しかし、いじめの根本的な解決には、子どもの自己効力感を高めることによる予防的対策が不可欠であり、既存のメンタルヘルスサービスが充実した先進地域であるが故に、一歩進んだ、子どもを対象とした心のレジリエンスを身につけるためのメンタルヘルス予防プログラムの定着が求められています。


小学生向けのメンタルヘルス予防教育プログラムでは、実施後に子供達の自己効力感が向上することが実証されています。本プロジェクトでは、今後この教育プログラムを基盤に、幼稚園から中学校・高等学校までの幅広い年齢層に向けた新たな教育プログラムを開発していくそうです。

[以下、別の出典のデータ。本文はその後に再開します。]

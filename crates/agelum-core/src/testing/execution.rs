//! Test executions: running the scenario runner and persisting results to
//! `runs/<test id>/<execution id>/result.json`.

use super::store::{resolve_test_path, test_name};
use crate::error::{AgelumError, Result};
use crate::io::{ensure_dir, write_json};
use crate::naming::now_millis;
use crate::paths;
use chrono::{DateTime, Utc};
use serde::{Deserialize, Serialize};
use std::io::{BufRead, BufReader};
use std::path::{Component, Path, PathBuf};
use std::process::{Command, Stdio};
use std::sync::mpsc;

/// Path fragments after which a screenshot path maps onto the artifact route.
const RUNS_MARKERS: &[&str] = &[".agelum/work/tests/runs/", ".agelum/tests/runs/"];

#[derive(Debug, Clone, Copy, PartialEq, Eq, Default, Serialize, Deserialize)]
#[serde(rename_all = "lowercase")]
pub enum ExecutionStatus {
    Passed,
    Failed,
    Error,
    #[default]
    Unknown,
}

impl std::fmt::Display for ExecutionStatus {
    fn fmt(&self, f: &mut std::fmt::Formatter<'_>) -> std::fmt::Result {
        let s = match self {
            ExecutionStatus::Passed => "passed",
            ExecutionStatus::Failed => "failed",
            ExecutionStatus::Error => "error",
            ExecutionStatus::Unknown => "unknown",
        };
        f.write_str(s)
    }
}

#[derive(Debug, Clone, PartialEq, Serialize, Deserialize)]
#[serde(rename_all = "camelCase")]
pub struct ExecutionResult {
    pub id: String,
    pub test_id: String,
    pub test_name: String,
    pub started_at: DateTime<Utc>,
    pub completed_at: DateTime<Utc>,
    pub status: ExecutionStatus,
    #[serde(rename = "duration")]
    pub duration_ms: i64,
    #[serde(default, skip_serializing_if = "Option::is_none")]
    pub exit_code: Option<i32>,
    #[serde(default)]
    pub logs: Vec<String>,
    #[serde(default)]
    pub screenshot_count: usize,
    #[serde(default)]
    pub screenshots: Vec<String>,
}

/// Body of a `finish` call from an external runner.
#[derive(Debug, Clone, Default, Deserialize)]
#[serde(rename_all = "camelCase")]
pub struct FinishRequest {
    #[serde(default)]
    pub execution_id: String,
    #[serde(default)]
    pub status: Option<ExecutionStatus>,
    #[serde(default)]
    pub logs: Vec<String>,
    #[serde(default)]
    pub screenshots: Vec<String>,
    #[serde(default)]
    pub started_at: Option<DateTime<Utc>>,
    #[serde(default)]
    pub completed_at: Option<DateTime<Utc>>,
}

/// Structured lines framing a streamed run.
#[derive(Debug, Clone, PartialEq, Serialize, Deserialize)]
#[serde(tag = "type", rename_all = "snake_case")]
pub enum ExecEvent {
    ExecStart {
        #[serde(rename = "executionId")]
        execution_id: String,
        #[serde(rename = "testId")]
        test_id: String,
        #[serde(rename = "startedAt")]
        started_at: DateTime<Utc>,
    },
    ExecComplete {
        #[serde(rename = "executionId")]
        execution_id: String,
        status: ExecutionStatus,
        duration: i64,
    },
}

impl ExecEvent {
    pub fn to_line(&self) -> String {
        serde_json::to_string(self).unwrap_or_default()
    }
}

pub fn new_execution_id() -> String {
    format!("exec-{}", now_millis())
}

/// Map a local screenshot path to its `/api/tests/artifacts/…` URL.
pub fn artifact_url(path: &str) -> String {
    if path.starts_with("http") || path.starts_with(paths::ARTIFACTS_ROUTE) {
        return path.to_string();
    }
    for marker in RUNS_MARKERS {
        if let Some((_, rest)) = path.split_once(marker) {
            return format!("{}{rest}", paths::ARTIFACTS_ROUTE);
        }
    }
    path.to_string()
}

/// Resolve an artifact path relative to the runs directory. Only normal
/// components are accepted.
pub fn artifact_path(root: &Path, rel: &str) -> Result<PathBuf> {
    let rel_path = Path::new(rel);
    if rel.is_empty() || rel_path.components().any(|c| !matches!(c, Component::Normal(_))) {
        return Err(AgelumError::InvalidPath(rel.to_string()));
    }
    let full = root.join(paths::TEST_RUNS_DIR).join(rel_path);
    if !full.is_file() {
        return Err(AgelumError::FileNotFound(rel.to_string()));
    }
    Ok(full)
}

// ---------------------------------------------------------------------------
// Persistence
// ---------------------------------------------------------------------------

fn save_result(root: &Path, result: &ExecutionResult) -> Result<PathBuf> {
    let path = paths::execution_dir(root, &result.test_id, &result.id).join("result.json");
    write_json(&path, result)?;
    Ok(path)
}

/// Record a result reported by an external runner.
pub fn finish(root: &Path, test_id: &str, req: FinishRequest) -> Result<ExecutionResult> {
    paths::validate_id(test_id)?;
    paths::validate_id(&req.execution_id)?;
    let started_at = req.started_at.unwrap_or_else(Utc::now);
    let completed_at = req.completed_at.unwrap_or_else(Utc::now);
    let screenshots: Vec<String> = req.screenshots.iter().map(|p| artifact_url(p)).collect();
    let result = ExecutionResult {
        id: req.execution_id,
        test_id: test_id.to_string(),
        test_name: test_name(root, test_id),
        started_at,
        completed_at,
        status: req.status.unwrap_or_default(),
        duration_ms: (completed_at - started_at).num_milliseconds(),
        exit_code: None,
        logs: req.logs,
        screenshot_count: screenshots.len(),
        screenshots,
    };
    save_result(root, &result)?;
    Ok(result)
}

/// Stored results for a test, newest first. Malformed result files are skipped.
pub fn executions(root: &Path, test_id: &str, last: Option<usize>) -> Result<Vec<ExecutionResult>> {
    paths::validate_id(test_id)?;
    let dir = paths::test_runs_dir(root, test_id);
    let entries = match std::fs::read_dir(&dir) {
        Ok(e) => e,
        Err(e) if e.kind() == std::io::ErrorKind::NotFound => return Ok(Vec::new()),
        Err(e) => return Err(e.into()),
    };
    let mut results = Vec::new();
    for entry in entries {
        let entry = entry?;
        if !entry.file_type()?.is_dir() {
            continue;
        }
        let file = entry.path().join("result.json");
        let Ok(data) = std::fs::read_to_string(&file) else {
            continue;
        };
        match serde_json::from_str::<ExecutionResult>(&data) {
            Ok(r) => results.push(r),
            Err(e) => tracing::debug!(path = %file.display(), error = %e, "skipping malformed result"),
        }
    }
    results.sort_by(|a, b| b.started_at.cmp(&a.started_at));
    if let Some(n) = last {
        results.truncate(n);
    }
    Ok(results)
}

// ---------------------------------------------------------------------------
// Output collection
// ---------------------------------------------------------------------------

#[derive(Debug, Deserialize)]
struct OutputEvent {
    #[serde(rename = "type")]
    kind: String,
    #[serde(default)]
    path: Option<String>,
}

/// Accumulates runner output: every non-empty line is a log, and
/// `{"type":"screenshot","path":…}` lines register screenshots.
#[derive(Debug, Default)]
pub struct OutputCollector {
    pub logs: Vec<String>,
    pub screenshots: Vec<String>,
}

impl OutputCollector {
    pub fn push_line(&mut self, line: &str) {
        if line.trim().is_empty() {
            return;
        }
        self.logs.push(line.to_string());
        let trimmed = line.trim();
        if trimmed.starts_with('{') && trimmed.ends_with('}') {
            if let Ok(ev) = serde_json::from_str::<OutputEvent>(trimmed) {
                if ev.kind == "screenshot" {
                    if let Some(p) = ev.path {
                        self.screenshots.push(p);
                    }
                }
            }
        }
    }
}

// ---------------------------------------------------------------------------
// Running
// ---------------------------------------------------------------------------

/// Everything known about a run before the runner starts.
#[derive(Debug, Clone)]
pub struct PreparedRun {
    pub execution_id: String,
    pub test_id: String,
    pub test_name: String,
    pub test_path: PathBuf,
    pub started_at: DateTime<Utc>,
}

/// Resolve the test and create its execution directory.
pub fn prepare(root: &Path, test_id: &str) -> Result<PreparedRun> {
    let test_path = resolve_test_path(root, test_id)?;
    let execution_id = new_execution_id();
    ensure_dir(&paths::execution_dir(root, test_id, &execution_id))?;
    Ok(PreparedRun {
        execution_id,
        test_id: test_id.to_string(),
        test_name: test_name(root, test_id),
        test_path,
        started_at: Utc::now(),
    })
}

/// Split a runner command line (`npx tsx runner.ts`) and append the test path.
pub fn runner_argv(runner: &str, test_path: &Path) -> Vec<String> {
    let mut argv: Vec<String> = runner.split_whitespace().map(str::to_string).collect();
    if argv.is_empty() {
        argv = crate::settings::DEFAULT_TEST_RUNNER
            .split_whitespace()
            .map(str::to_string)
            .collect();
    }
    argv.push(test_path.display().to_string());
    argv
}

/// Run the scenario runner for a prepared execution, passing every streamed
/// line to `emit`: an `exec_start` event, the runner's stdout and stderr,
/// an exit line and a final `exec_complete` event. The result is persisted.
pub fn run(
    root: &Path,
    prepared: &PreparedRun,
    runner: &str,
    mut emit: impl FnMut(&str),
) -> Result<ExecutionResult> {
    emit(
        &ExecEvent::ExecStart {
            execution_id: prepared.execution_id.clone(),
            test_id: prepared.test_id.clone(),
            started_at: prepared.started_at,
        }
        .to_line(),
    );

    let argv = runner_argv(runner, &prepared.test_path);
    let mut collector = OutputCollector::default();
    tracing::info!(test = %prepared.test_id, exec = %prepared.execution_id, cmd = ?argv, "running test");

    let (status, exit_code) = match Command::new(&argv[0])
        .args(&argv[1..])
        .current_dir(root)
        .stdin(Stdio::null())
        .stdout(Stdio::piped())
        .stderr(Stdio::piped())
        .spawn()
    {
        Ok(mut child) => {
            let (tx, rx) = mpsc::channel::<String>();
            let mut readers = Vec::new();
            if let Some(out) = child.stdout.take() {
                readers.push(spawn_reader(out, tx.clone()));
            }
            if let Some(err) = child.stderr.take() {
                readers.push(spawn_reader(err, tx.clone()));
            }
            drop(tx);
            for line in rx {
                emit(&line);
                collector.push_line(&line);
            }
            for r in readers {
                let _ = r.join();
            }
            let exit = child.wait()?;
            let code = exit.code().unwrap_or(-1);
            emit(&format!("Process exited with code {code}"));
            let status = if exit.success() {
                ExecutionStatus::Passed
            } else {
                ExecutionStatus::Failed
            };
            (status, code)
        }
        Err(e) => {
            let line = format!("Error: {e}");
            emit(&line);
            collector.logs.push(line);
            (ExecutionStatus::Error, -1)
        }
    };

    let completed_at = Utc::now();
    let screenshots: Vec<String> = collector.screenshots.iter().map(|p| artifact_url(p)).collect();
    let result = ExecutionResult {
        id: prepared.execution_id.clone(),
        test_id: prepared.test_id.clone(),
        test_name: prepared.test_name.clone(),
        started_at: prepared.started_at,
        completed_at,
        status,
        duration_ms: (completed_at - prepared.started_at).num_milliseconds(),
        exit_code: Some(exit_code),
        logs: collector.logs,
        screenshot_count: screenshots.len(),
        screenshots,
    };
    if let Err(e) = save_result(root, &result) {
        tracing::error!(error = %e, exec = %result.id, "failed to persist execution result");
    }
    emit(
        &ExecEvent::ExecComplete {
            execution_id: result.id.clone(),
            status: result.status,
            duration: result.duration_ms,
        }
        .to_line(),
    );
    Ok(result)
}

fn spawn_reader<R: std::io::Read + Send + 'static>(
    source: R,
    tx: mpsc::Sender<String>,
) -> std::thread::JoinHandle<()> {
    std::thread::spawn(move || {
        for line in BufReader::new(source).lines() {
            match line {
                Ok(l) => {
                    if tx.send(l).is_err() {
                        break;
                    }
                }
                Err(_) => break,
            }
        }
    })
}

// ---------------------------------------------------------------------------
// Tests
// ---------------------------------------------------------------------------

また、タブレット端末が学習ツールとして有効な子どもに向けた、電子版プログラムの開発も並行して行っています。プログラムの定着に向けては、実施する学校や担任教員を支えるための研修による人材育成体制や、個別対応が必要な子どもについての相談ホットラインを構築するなど、普及に向けてのインフラ整備も行っていくそう。集団指導と個別指導の両観点から「誰一人取り残さない」メンタルヘルス予防サービスの提供を目指すそうです。


いじめがあってから解決するのではなく、自己効力感を養い、あくまで予防していくことを目指すメンタルヘルス予防教育プログラム「こころあっぷタイム」。現在、京都を中心に東京、大阪など11都府県で実施されていますが、今後全国的に普及していくことを願ってやみません。



石川 信一教授プロフィール

同志社大学心理学部 教授

博士(臨床心理学)、臨床心理士 専門行動療法士、公認心理師。

早稲田大学人間科学研究科修士課程修了、北海道医療大学心理科学研究科博士後期課程中退、宮崎大学教育文化学部専任講師、フルブライト研究員、同志社大学心理学部准教授、マッコリー大学客員教授等を経て、2018年より現職。

専門は臨床心理学で、とくに臨床児童心理学分野として、不安症の子どもに対する認知行動療法、学校で実施する予防的介入に関する研究を進めている。近著として、『臨床児童心理学』(ミネルヴァ書房)、『イラストでわかる子どもの認知行動療法』(合同出版)など。